KLIKPOSITIF – Guru Besar di Departemen Ekonomi Pembangunan Fakultas Ekonomi Universitas Andalas (Unand), Prof. Dr. Drs. Syafruddin Karimi, SE, MA mengatakan, lonjakan PHK 2025 itu nyata. Kemnaker mencatat lebih dari 100 ribu kasus sampai akhir Agustus dan ini menuntut negara hadir cepat di pasar kerja.
“Pemerintah mulai memperkuat jaring pengaman melalui revisi aturan Jaminan Kehilangan Pekerjaan (Permenaker 2/2025; PP 6/2025), serta menyalurkan Bantuan Subsidi Upah yang menargetkan jutaan pekerja formal,” katanya saat dihubungi di Padang.
Ia mengatakan, untuk menahan luka yang lebih dalam, kebijakan perlu bergeser dari sekadar kompensasi ke re-skilling agresif dan matching kerja berbasis data, disertai insentif bagi sektor padat karya yang melakukan retensi tenaga kerja.
“Respons awal sudah ada; efektivitasnya akan diukur dari turunnya TPT dan lamanya masa menganggur, bukan jumlah program,” paparnya.

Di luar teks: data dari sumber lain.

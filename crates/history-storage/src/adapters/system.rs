//! Default hasher and clock.

use chrono::{DateTime, Utc};
use sha2::{Digest, Sha256};

use crate::ports::{TimeSource, TxHasher};

/// SHA-256 of the raw transaction bytes, upper-case hex.
#[derive(Debug, Clone, Copy, Default)]
pub struct Sha256TxHasher;

impl TxHasher for Sha256TxHasher {
    fn hash_tx(&self, tx: &[u8]) -> String {
        hex::encode_upper(Sha256::digest(tx))
    }
}

/// Wall clock.
#[derive(Debug, Clone, Copy, Default)]
pub struct SystemClock;

impl TimeSource for SystemClock {
    fn now(&self) -> DateTime<Utc> {
        Utc::now()
    }
}
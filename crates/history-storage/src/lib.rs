//! # history-storage
//!
//! Off-chain transaction history for the node.
//!
//! ## Role in System
//!
//! - **Event bus subscriber**: listens to committed block headers and
//!   transactions, never publishes except dead letters
//! - **Ledger replica**: mirrors account balances from `Send` and
//!   `SetBalance` transactions
//! - **History store**: appends one typed record per replicated transaction
//!   to MySQL or MongoDB
//!
//! ## Flow
//!
//! ```text
//! [Consensus] ──NewBlockHeader / Tx──→ [Event Bus]
//!                                          │ unbuffered
//!                                          ↓
//!                                   [EventBridge] ──queue(100)──→ [TransactionDispatcher]
//!                                                                     │
//!                                                      ┌──────────────┴──────────────┐
//!                                                      ↓                             ↓
//!                                              [LedgerReplica]              add_transaction_record
//!                                                      │                             │
//!                                                      └──────→ [HistoryStorage] ←───┘
//! ```
//!
//! The replica is best effort. It does not validate transactions and does
//! not guarantee exactly-once persistence across restarts.

pub mod adapters;
pub mod config;
pub mod domain;
pub mod ports;
pub mod service;

pub use adapters::*;
pub use config::*;
pub use domain::*;
pub use ports::*;
pub use service::*;

/// `module` field value on every log line of this crate.
pub(crate) const LOG_MODULE: &str = "historydb";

PHK adalah kenyataan getir yang tak kunjung mereda bagi para pekerja. Kementerian Ketenagakerjaan Republik Indonesia mencatat sebanyak 24 ribu pekerja terkena PHK pada periode 1 Januari hingga 23 April 2025. Pada Februari lalu, jumlahnya masih 15 ribu, artinya terjadi lonjakan 10 ribu PHK hanya dalam dua bulan terakhir.
Kasus Sritex PHK massal pun terang-terangan mewarnai awal tahun 2025. Raksasa tekstil asal Sukoharjo itu merumahkan sekitar 11.025 buruh akibat pailit. Meski desas-desus investor baru masih santer diberitakan, ribuan buruh yang sebelumnya menggantungkan hidup pada perusahaan tersebut kini kehilangan arah.
Disisi lain, PHK dimulai dari pabrik tekstil, rumah sakit, perhotelan, hingga kantor media, gelombang PHK menghantam para pekerja tanpa ampun. Bahkan korporasi mapan kini dilaporkan terseok-seok menahan beban.